[REQUIRED WORK] Extract all data as written.

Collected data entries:
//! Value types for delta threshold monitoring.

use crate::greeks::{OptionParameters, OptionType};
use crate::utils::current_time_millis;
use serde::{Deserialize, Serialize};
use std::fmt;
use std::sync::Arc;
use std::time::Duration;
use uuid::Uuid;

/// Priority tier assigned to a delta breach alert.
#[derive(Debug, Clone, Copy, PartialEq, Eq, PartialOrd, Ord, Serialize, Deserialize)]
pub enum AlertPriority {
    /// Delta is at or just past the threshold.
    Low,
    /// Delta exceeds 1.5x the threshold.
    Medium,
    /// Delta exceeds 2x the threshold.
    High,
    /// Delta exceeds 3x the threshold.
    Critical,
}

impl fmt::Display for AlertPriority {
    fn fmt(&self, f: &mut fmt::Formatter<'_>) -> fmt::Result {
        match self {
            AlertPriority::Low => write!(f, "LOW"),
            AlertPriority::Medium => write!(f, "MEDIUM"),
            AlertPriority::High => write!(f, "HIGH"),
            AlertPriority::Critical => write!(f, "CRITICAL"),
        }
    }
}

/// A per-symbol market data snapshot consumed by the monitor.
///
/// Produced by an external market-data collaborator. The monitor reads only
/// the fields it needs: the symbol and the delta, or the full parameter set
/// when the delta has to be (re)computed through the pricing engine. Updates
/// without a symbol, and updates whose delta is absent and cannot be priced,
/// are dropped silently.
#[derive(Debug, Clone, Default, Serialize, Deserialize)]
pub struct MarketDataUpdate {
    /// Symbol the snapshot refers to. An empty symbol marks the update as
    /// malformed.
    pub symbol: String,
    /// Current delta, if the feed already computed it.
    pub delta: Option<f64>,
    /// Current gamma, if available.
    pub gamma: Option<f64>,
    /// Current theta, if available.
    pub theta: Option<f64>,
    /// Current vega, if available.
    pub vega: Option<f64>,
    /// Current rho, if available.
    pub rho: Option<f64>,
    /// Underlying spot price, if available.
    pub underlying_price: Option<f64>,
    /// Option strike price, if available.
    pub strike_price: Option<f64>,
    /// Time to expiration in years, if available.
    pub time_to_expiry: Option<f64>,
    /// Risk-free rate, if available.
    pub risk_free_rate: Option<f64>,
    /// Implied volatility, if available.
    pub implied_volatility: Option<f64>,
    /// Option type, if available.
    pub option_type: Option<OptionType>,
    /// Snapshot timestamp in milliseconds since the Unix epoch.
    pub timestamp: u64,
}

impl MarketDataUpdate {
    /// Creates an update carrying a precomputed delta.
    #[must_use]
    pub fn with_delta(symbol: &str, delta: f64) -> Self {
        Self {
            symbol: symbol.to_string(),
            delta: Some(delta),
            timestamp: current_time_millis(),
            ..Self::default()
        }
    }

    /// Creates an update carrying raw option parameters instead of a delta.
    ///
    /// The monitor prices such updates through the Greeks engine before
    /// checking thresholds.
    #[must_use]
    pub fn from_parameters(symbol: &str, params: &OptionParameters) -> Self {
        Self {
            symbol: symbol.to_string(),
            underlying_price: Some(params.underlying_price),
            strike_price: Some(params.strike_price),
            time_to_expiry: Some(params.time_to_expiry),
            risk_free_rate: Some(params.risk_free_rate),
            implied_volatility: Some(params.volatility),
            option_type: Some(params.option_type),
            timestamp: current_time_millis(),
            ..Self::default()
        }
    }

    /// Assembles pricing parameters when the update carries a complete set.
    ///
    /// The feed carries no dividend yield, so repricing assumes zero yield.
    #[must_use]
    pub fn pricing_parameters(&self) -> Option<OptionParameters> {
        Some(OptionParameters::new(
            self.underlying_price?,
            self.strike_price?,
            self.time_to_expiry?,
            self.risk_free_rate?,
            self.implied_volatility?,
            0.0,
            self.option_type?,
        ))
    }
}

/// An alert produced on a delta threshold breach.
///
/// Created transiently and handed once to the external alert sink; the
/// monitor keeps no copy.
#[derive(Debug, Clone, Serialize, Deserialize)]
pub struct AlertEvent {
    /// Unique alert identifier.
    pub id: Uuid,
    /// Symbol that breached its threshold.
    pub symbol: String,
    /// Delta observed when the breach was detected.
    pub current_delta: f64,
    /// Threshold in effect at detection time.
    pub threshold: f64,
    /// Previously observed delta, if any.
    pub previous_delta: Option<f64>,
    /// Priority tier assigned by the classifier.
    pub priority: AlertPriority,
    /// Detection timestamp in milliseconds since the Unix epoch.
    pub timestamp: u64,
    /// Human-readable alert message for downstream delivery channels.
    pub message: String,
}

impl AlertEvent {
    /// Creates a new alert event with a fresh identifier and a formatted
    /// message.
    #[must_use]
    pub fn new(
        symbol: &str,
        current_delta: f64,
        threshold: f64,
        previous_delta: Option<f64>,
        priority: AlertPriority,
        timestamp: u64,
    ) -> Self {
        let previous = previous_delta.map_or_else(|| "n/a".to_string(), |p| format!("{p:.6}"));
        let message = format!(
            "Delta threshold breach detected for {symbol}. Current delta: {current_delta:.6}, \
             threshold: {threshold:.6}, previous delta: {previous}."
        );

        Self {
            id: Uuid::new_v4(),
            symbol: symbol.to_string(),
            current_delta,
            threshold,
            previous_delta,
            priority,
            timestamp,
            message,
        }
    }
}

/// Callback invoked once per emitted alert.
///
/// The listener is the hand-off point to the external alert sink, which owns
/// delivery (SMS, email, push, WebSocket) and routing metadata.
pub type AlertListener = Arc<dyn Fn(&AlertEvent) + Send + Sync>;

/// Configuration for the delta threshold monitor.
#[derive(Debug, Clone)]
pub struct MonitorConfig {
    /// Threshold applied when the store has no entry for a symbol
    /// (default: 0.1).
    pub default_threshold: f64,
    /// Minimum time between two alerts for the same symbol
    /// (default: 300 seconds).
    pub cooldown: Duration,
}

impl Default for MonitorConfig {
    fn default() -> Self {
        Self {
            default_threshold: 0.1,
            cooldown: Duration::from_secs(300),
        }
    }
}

[ANSWER SECTION]
//! Value types for delta threshold monitoring.

use crate::greeks::{OptionParameters, OptionType};
use crate::utils::current_time_millis;
use serde::{Deserialize, Serialize};
use std::fmt;
use std::sync::Arc;
use std::time::Duration;
use uuid::Uuid;

/// Priority tier assigned to a delta breach alert.
#[derive(Debug, Clone, Copy, PartialEq, Eq, PartialOrd, Ord, Serialize, Deserialize)]
pub enum AlertPriority {
    /// Delta is at or just past the threshold.
    Low,
    /// Delta exceeds 1.5x the threshold.
    Medium,
    /// Delta exceeds 2x the threshold.
    High,
    /// Delta exceeds 3x the threshold.
    Critical,
}

impl fmt::Display for AlertPriority {
    fn fmt(&self, f: &mut fmt::Formatter<'_>) -> fmt::Result {
        match self {
            AlertPriority::Low => write!(f, "LOW"),
            AlertPriority::Medium => write!(f, "MEDIUM"),
            AlertPriority::High => write!(f, "HIGH"),
            AlertPriority::Critical => write!(f, "CRITICAL"),
        }
    }
}

/// A per-symbol market data snapshot consumed by the monitor.
///
/// Produced by an external market-data collaborator. The monitor reads only
/// the fields it needs: the symbol and the delta, or the full parameter set
/// when the delta has to be (re)computed through the pricing engine. Updates
/// without a symbol, and updates whose delta is absent and cannot be priced,
/// are dropped silently.
#[derive(Debug, Clone, Default, Serialize, Deserialize)]
pub struct MarketDataUpdate {
    /// Symbol the snapshot refers to. An empty symbol marks the update as
    /// malformed.
    pub symbol: String,
    /// Current delta, if the feed already computed it.
    pub delta: Option<f64>,
    /// Current gamma, if available.
    pub gamma: Option<f64>,
    /// Current theta, if available.
    pub theta: Option<f64>,
    /// Current vega, if available.
    pub vega: Option<f64>,
    /// Current rho, if available.
    pub rho: Option<f64>,
    /// Underlying spot price, if available.
    pub underlying_price: Option<f64>,
    /// Option strike price, if available.
    pub strike_price: Option<f64>,
    /// Time to expiration in years, if available.
    pub time_to_expiry: Option<f64>,
    /// Risk-free rate, if available.
    pub risk_free_rate: Option<f64>,
    /// Implied volatility, if available.
    pub implied_volatility: Option<f64>,
    /// Option type, if available.
    pub option_type: Option<OptionType>,
    /// Snapshot timestamp in milliseconds since the Unix epoch.
    pub timestamp: u64,
}

impl MarketDataUpdate {
    /// Creates an update carrying a precomputed delta.
    #[must_use]
    pub fn with_delta(symbol: &str, delta: f64) -> Self {
        Self {
            symbol: symbol.to_string(),
            delta: Some(delta),
            timestamp: current_time_millis(),
            ..Self::default()
        }
    }

    /// Creates an update carrying raw option parameters instead of a delta.
    ///
    /// The monitor prices such updates through the Greeks engine before
    /// checking thresholds.
    #[must_use]
    pub fn from_parameters(symbol: &str, params: &OptionParameters) -> Self {
        Self {
            symbol: symbol.to_string(),
            underlying_price: Some(params.underlying_price),
            strike_price: Some(params.strike_price),
            time_to_expiry: Some(params.time_to_expiry),
            risk_free_rate: Some(params.risk_free_rate),
            implied_volatility: Some(params.volatility),
            option_type: Some(params.option_type),
            timestamp: current_time_millis(),
            ..Self::default()
        }
    }

    /// Assembles pricing parameters when the update carries a complete set.
    ///
    /// The feed carries no dividend yield, so repricing assumes zero yield.
    #[must_use]
    pub fn pricing_parameters(&self) -> Option<OptionParameters> {
        Some(OptionParameters::new(
            self.underlying_price?,
            self.strike_price?,
            self.time_to_expiry?,
            self.risk_free_rate?,
            self.implied_volatility?,
            0.0,
            self.option_type?,
        ))
    }
}

/// An alert produced on a delta threshold breach.
///
/// Created transiently and handed once to the external alert sink; the
/// monitor keeps no copy.
#[derive(Debug, Clone, Serialize, Deserialize)]
pub struct AlertEvent {
    /// Unique alert identifier.
    pub id: Uuid,
    /// Symbol that breached its threshold.
    pub symbol: String,
    /// Delta observed when the breach was detected.
    pub current_delta: f64,
    /// Threshold in effect at detection time.
    pub threshold: f64,
    /// Previously observed delta, if any.
    pub previous_delta: Option<f64>,
    /// Priority tier assigned by the classifier.
    pub priority: AlertPriority,
    /// Detection timestamp in milliseconds since the Unix epoch.
    pub timestamp: u64,
    /// Human-readable alert message for downstream delivery channels.
    pub message: String,
}

impl AlertEvent {
    /// Creates a new alert event with a fresh identifier and a formatted
    /// message.
    #[must_use]
    pub fn new(
        symbol: &str,
        current_delta: f64,
        threshold: f64,
        previous_delta: Option<f64>,
        priority: AlertPriority,
        timestamp: u64,
    ) -> Self {
        let previous = previous_delta.map_or_else(|| "n/a".to_string(), |p| format!("{p:.6}"));
        let message = format!(
            "Delta threshold breach detected for {symbol}. Current delta: {current_delta:.6}, \
             threshold: {threshold:.6}, previous delta: {previous}."
        );

        Self {
            id: Uuid::new_v4(),
            symbol: symbol.to_string(),
            current_delta,
            threshold,
            previous_delta,
            priority,
            timestamp,
            message,
        }
    }
}

/// Callback invoked once per emitted alert.
///
/// The listener is the hand-off point to the external alert sink, which owns
/// delivery (SMS, email, push, WebSocket) and routing metadata.
pub type AlertListener = Arc<dyn Fn(&AlertEvent) + Send + Sync>;

/// Configuration for the delta threshold monitor.
#[derive(Debug, Clone)]
pub struct MonitorConfig {
    /// Threshold applied when the store has no entry for a symbol
    /// (default: 0.1).
    pub default_threshold: f64,
    /// Minimum time between two alerts for the same symbol
    /// (default: 300 seconds).
    pub cooldown: Duration,
}

impl Default for MonitorConfig {
    fn default() -> Self {
        Self {
            default_threshold: 0.1,
            cooldown: Duration::from_secs(300),
        }
    }
}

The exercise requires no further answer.